DOJ Considers Reorganizing Its Storage

 
 
By Chris Preimesberger  |  Posted 2006-08-16
 
 
 

The U.S. Department of Justice has published a Request for Information as the first step in what will eventually become a multiyear initiative to update and upgrade its data centers and storage apparatus.

The initiative, first reported by ComputerWorlds Sharon Fisher on Aug. 11, asks storage vendors for their ideas on a new system that would link its more than 2,000 offices and several data centers into a single, manageable enterprise storage architecture.

The DOJs current system, like many other enterprise storage systems, has been built in a piecemeal manner over several decades and is seriously outmoded, according to an IT analyst who requested anonymity.

"The RFI is intended to identify the state of technology and technology management to help DOJ devise a storage architecture as part of its enterprise architecture," DOJ spokesperson Gina Talamona told eWEEK.

"At this time, DOJ has not determined the implementation approach to deploy that architecture. We intend to use industry feedback to allow us to understand the architectural options for storage and their impact to other decisions with respect to the overall infrastructure computing architecture."

The RFI is intended, Talamona said, to help the department understand:

  • typical practices and capabilities associated with implementing enterprise storage architecture in commercial and government organizations;

  • storage technologies, currently available or emerging, suitable for incorporation in an enterprise architecture; and

  • issues and factors associated with implementing and managing enterprise storage.

    "The objective of this initiative is to provide a common set of storage solutions that can be leveraged by all components, while driving down cost for products based on the size of the department," the RFI said.

    The DOJ primarily wants to use off-the-shelf storage products, the RFI said. The agency also is willing to continue to utilize existing infrastructure as much as possible in moving to the new model.

    One analyst who watches the federal government IT sector closely said hes a little skeptical about the plan, given that similar federal initiatives in the past have crashed and burned due to the sheer weight and breadth of their needs.

    "Its good that the DOJ wants to bring their system into the 20th—let alone the 21st—century," said Charles King, an analyst at Pund-IT, in Hayward, Calif. "But I remember only a few years ago when the federal government came out and said it wanted to enable all of its databases to talk to each other—across all departments and divisions. Nice idea, but ...

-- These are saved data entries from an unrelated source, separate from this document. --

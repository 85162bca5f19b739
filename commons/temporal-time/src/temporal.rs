// Copyright © 2024 Stephan Kunz

//! Module `temporal` provides the [`Temporal`], a stopwatch which can be stopped and resumed.
//! Only time spent in running state is counted, all values are given in milliseconds.

// region:		--- modules
use core::{fmt::Debug, time::Duration};
use std::time::Instant;
use temporal_core::{
	enums::TimerState,
	traits::{Clock, MonotonicClock},
	utils::as_millis,
};
use tracing::{instrument, trace, Level};
// endregion:	--- modules

// region:		--- Temporal
/// A temporal variable.
///
/// Created in [`TimerState::Running`] state.
/// Time accumulates across [`stop`](Temporal::stop) / [`resume`](Temporal::resume) cycles.
pub struct Temporal<C = MonotonicClock>
where
	C: Clock,
{
	clock: C,
	state: TimerState,
	/// sum of all finished intervals
	elapsed: Duration,
	/// the interval finished by the most recent stop
	last_interval: Duration,
	/// begin of the current interval, only meaningful while running
	interval_start: Instant,
}

impl<C> Debug for Temporal<C>
where
	C: Clock,
{
	fn fmt(&self, f: &mut core::fmt::Formatter<'_>) -> core::fmt::Result {
		f.debug_struct("Temporal")
			.field("state", &self.state)
			.field("elapsed_ms", &self.get_time())
			.finish_non_exhaustive()
	}
}

impl Default for Temporal {
	fn default() -> Self {
		Self::new()
	}
}

impl Temporal {
	/// Constructor for a running [`Temporal`] using the [`MonotonicClock`]
	#[must_use]
	pub fn new() -> Self {
		Self::with_clock(MonotonicClock)
	}
}

impl<C> Temporal<C>
where
	C: Clock,
{
	/// Constructor for a running [`Temporal`] using the given [`Clock`]
	#[must_use]
	pub fn with_clock(clock: C) -> Self {
		let interval_start = clock.now();
		Self {
			clock,
			state: TimerState::Running,
			elapsed: Duration::ZERO,
			last_interval: Duration::ZERO,
			interval_start,
		}
	}

	/// Destroy the [`Temporal`], releasing its resources
	#[instrument(level = Level::TRACE, skip_all)]
	pub fn destroy(self) {
		trace!("destroying temporal after {}ms", self.get_time());
		drop(self);
	}

	/// The current [`TimerState`]
	#[must_use]
	pub const fn state(&self) -> TimerState {
		self.state
	}

	/// Whether time is currently counted
	#[must_use]
	pub fn is_running(&self) -> bool {
		self.state == TimerState::Running
	}

	/// Stop counting time.
	/// Stopping an already stopped [`Temporal`] does nothing.
	#[instrument(level = Level::TRACE, skip_all)]
	pub fn stop(&mut self) {
		if self.state == TimerState::Running {
			let interval = self.current_interval();
			self.elapsed = self.elapsed.saturating_add(interval);
			self.last_interval = interval;
			self.state = TimerState::Stopped;
			trace!("stopped after an interval of {:?}", interval);
		}
	}

	/// Resume counting time.
	/// Resuming a running [`Temporal`] does nothing.
	#[instrument(level = Level::TRACE, skip_all)]
	pub fn resume(&mut self) {
		if self.state == TimerState::Stopped {
			self.interval_start = self.clock.now();
			self.state = TimerState::Running;
			trace!("resumed with {:?} elapsed", self.elapsed);
		}
	}

	/// Total time counted over all intervals
	#[must_use]
	pub fn elapsed(&self) -> Duration {
		match self.state {
			TimerState::Stopped => self.elapsed,
			TimerState::Running => self.elapsed.saturating_add(self.current_interval()),
		}
	}

	/// Time counted in the current interval if running,
	/// otherwise the length of the interval ended by the last stop
	#[must_use]
	pub fn elapsed_since_running(&self) -> Duration {
		match self.state {
			TimerState::Stopped => self.last_interval,
			TimerState::Running => self.current_interval(),
		}
	}

	/// Total time counted over all intervals in milliseconds
	#[must_use]
	pub fn get_time(&self) -> i64 {
		as_millis(self.elapsed())
	}

	/// Time counted in the latest interval in milliseconds.
	///
	/// After a stop and resume only the time since resuming is returned:
	/// ```
	/// # use temporal_time::Temporal;
	/// # use std::{thread::sleep, time::Duration};
	/// let mut temporal = Temporal::new();
	/// sleep(Duration::from_millis(20));
	/// temporal.stop();
	/// temporal.resume();
	/// sleep(Duration::from_millis(10));
	/// assert!(temporal.get_time_since_running() < temporal.get_time());
	/// ```
	#[must_use]
	pub fn get_time_since_running(&self) -> i64 {
		as_millis(self.elapsed_since_running())
	}

	/// Difference in milliseconds between the total times of two [`Temporal`]s.<br>
	/// `start` should be the one created first, otherwise the result will be negative.
	#[must_use]
	pub fn diff<E>(start: &Self, end: &Temporal<E>) -> i64
	where
		E: Clock,
	{
		end.get_time() - start.get_time()
	}

	fn current_interval(&self) -> Duration {
		self.clock
			.now()
			.saturating_duration_since(self.interval_start)
	}
}

/// Difference in milliseconds between the total times of two [`Temporal`]s,
/// see [`Temporal::diff`]
#[must_use]
pub fn diff<S, E>(start: &Temporal<S>, end: &Temporal<E>) -> i64
where
	S: Clock,
	E: Clock,
{
	Temporal::diff(start, end)
}
// endregion:	--- Temporal
//! Farm Ledger maintenance CLI
//!
//! Runs migrations and prints ledger reports as JSON against the configured
//! PostgreSQL database.

use std::sync::Arc;

use anyhow::Context;
use chrono::NaiveDate;
use clap::{Parser, Subcommand};
use serde::Serialize;
use shared::{DateRange, ValuationGroupBy};
use tracing_subscriber::{layer::SubscriberExt, util::SubscriberInitExt, EnvFilter};

use farm_stock_ledger::{Config, Engine, LedgerError, PgStore};

#[derive(Parser)]
#[command(name = "farm-ledger")]
#[command(about = "Maintenance and reporting tool for the farm stock ledger")]
#[command(version)]
struct Cli {
    /// Overrides database.url from configuration
    #[arg(long)]
    database_url: Option<String>,

    /// Log as JSON lines
    #[arg(long)]
    json_logs: bool,

    #[command(subcommand)]
    command: Commands,
}

#[derive(Subcommand)]
enum Commands {
    /// Apply pending schema migrations
    Migrate,

    /// Show the stock level of an item (id or SKU)
    Stock { item: String },

    /// List items at or below their reorder threshold
    LowStock,

    /// List batches expiring within a horizon
    Expiring {
        /// Days ahead (default from configuration)
        #[arg(long)]
        days: Option<i64>,
    },

    /// Value of stock on hand
    Valuation {
        /// none, item or category
        #[arg(long, default_value = "none")]
        group_by: ValuationGroupBy,
    },

    /// Stock consumed per module over a date range
    Consumption {
        #[arg(long)]
        module: Option<String>,

        /// First day, YYYY-MM-DD
        #[arg(long)]
        from: NaiveDate,

        /// Last day, YYYY-MM-DD (inclusive)
        #[arg(long)]
        to: NaiveDate,
    },

    /// Receipt and every movement of one batch
    Lifecycle { batch_id: i64 },

    /// Replay an item's ledger and check it against stored quantities
    Audit { item: String },
}

#[tokio::main]
async fn main() -> anyhow::Result<()> {
    dotenvy::dotenv().ok();
    let cli = Cli::parse();
    let mut config = Config::load().context("failed to load configuration")?;

    // Initialize tracing
    let filter = EnvFilter::try_from_default_env()
        .unwrap_or_else(|_| EnvFilter::new(config.logging.filter.clone()));
    if cli.json_logs || config.logging.json {
        tracing_subscriber::registry()
            .with(filter)
            .with(tracing_subscriber::fmt::layer().json().with_writer(std::io::stderr))
            .init();
    } else {
        tracing_subscriber::registry()
            .with(filter)
            .with(tracing_subscriber::fmt::layer().with_writer(std::io::stderr))
            .init();
    }

    if let Some(url) = cli.database_url {
        config.database.url = url;
    }

    tracing::info!("Environment: {}", config.environment);
    tracing::info!("Connecting to database...");
    let store = PgStore::connect(&config.database, config.storage.clone()).await?;

    if let Commands::Migrate = cli.command {
        tracing::info!("Running database migrations...");
        store.migrate().await?;
        tracing::info!("Migrations completed");
        return Ok(());
    }

    let engine = Engine::new(Arc::new(store), config.ledger.clone());

    match cli.command {
        Commands::Migrate => {}
        Commands::Stock { item } => {
            let item_id = resolve_item(&engine, &item).await?;
            print_json(&engine.ledger.stock_level(item_id).await?)?;
        }
        Commands::LowStock => print_json(&engine.reports.low_stock_items().await?)?,
        Commands::Expiring { days } => print_json(&engine.reports.expiring_items(days).await?)?,
        Commands::Valuation { group_by } => {
            print_json(&engine.reports.inventory_valuation(group_by).await?)?
        }
        Commands::Consumption { module, from, to } => {
            let report = engine
                .reports
                .consumption_by_module(module.as_deref(), DateRange::new(from, to))
                .await?;
            print_json(&report)?;
        }
        Commands::Lifecycle { batch_id } => {
            print_json(&engine.ledger.batch_lifecycle(batch_id).await?)?
        }
        Commands::Audit { item } => {
            let item_id = resolve_item(&engine, &item).await?;
            let audit = engine.ledger.audit_item(item_id).await?;
            print_json(&audit)?;
            if !audit.is_consistent {
                anyhow::bail!("ledger for item {} is inconsistent", item_id);
            }
        }
    }

    Ok(())
}

/// Accept a numeric id or a SKU
async fn resolve_item(engine: &Engine, item: &str) -> anyhow::Result<i64> {
    if let Ok(id) = item.parse::<i64>() {
        return Ok(id);
    }
    let found = engine.catalog.find_item_by_sku(item).await?;
    found
        .map(|i| i.id)
        .ok_or_else(|| LedgerError::not_found(format!("Item with SKU {}", item)).into())
}

fn print_json<T: Serialize>(value: &T) -> anyhow::Result<()> {
    println!("{}", serde_json::to_string_pretty(value)?);
    Ok(())
}
//! Farm Stock Ledger
//!
//! Batch-based inventory for farm operations: items, FIFO stock batches, an
//! append-only movement ledger, loss adjustments, purchase orders and the
//! reports derived from them. Calling modules (inventory screens, farm
//! modules consuming feed and inputs) go through the services here instead
//! of writing storage directly.

pub mod activity;
pub mod catalog;
pub mod config;
pub mod error;
pub mod fifo;
pub mod ledger;
pub mod purchasing;
pub mod reports;
pub mod store;

use std::sync::Arc;

pub use catalog::CatalogService;
pub use config::{Config, LedgerRules};
pub use error::{ErrorDetail, ErrorKind, LedgerError, LedgerResult};
pub use ledger::{
    AdjustmentOutcome, BatchLifecycle, DeductionOutcome, LedgerAudit, ReceiptOutcome,
    StockLedger, StockLevel,
};
pub use purchasing::PurchaseOrderService;
pub use reports::ReportService;
pub use store::{LedgerStore, LedgerTx, MemoryStore, PgStore};

/// Every service wired to one store
#[derive(Clone)]
pub struct Engine {
    pub ledger: StockLedger,
    pub catalog: CatalogService,
    pub purchasing: PurchaseOrderService,
    pub reports: ReportService,
}

impl Engine {
    pub fn new(store: Arc<dyn LedgerStore>, rules: LedgerRules) -> Self {
        Self {
            ledger: StockLedger::new(store.clone(), rules.clone()),
            catalog: CatalogService::new(store.clone()),
            purchasing: PurchaseOrderService::new(store.clone(), rules.clone()),
            reports: ReportService::new(store, rules),
        }
    }

    /// In-process engine with default rules
    pub fn in_memory() -> Self {
        Self::new(Arc::new(MemoryStore::default()), LedgerRules::default())
    }
}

    "They spent about a quarter of a billion dollars trying to get the thing off the ground and eventually threw up their hands in frustration, because it was never going to work."

    It makes perfect, sense, King said, for the DOJ storage system to be revamped and coordinated into a centralized architecture.

    "It would be a lot more cost- and labor-efficient to have common storage that could be managed centrally. Theyll need centralized tools, and so theyre going to need a large vendor to take the lead on this. Smaller vendors who dont have the wide range of tools and hardware wont work in this instance," King said.

    A project like this could easily take three to five years to get moving, King said.

    "If it goes beyond five years, then it will get bogged down and never work," he said.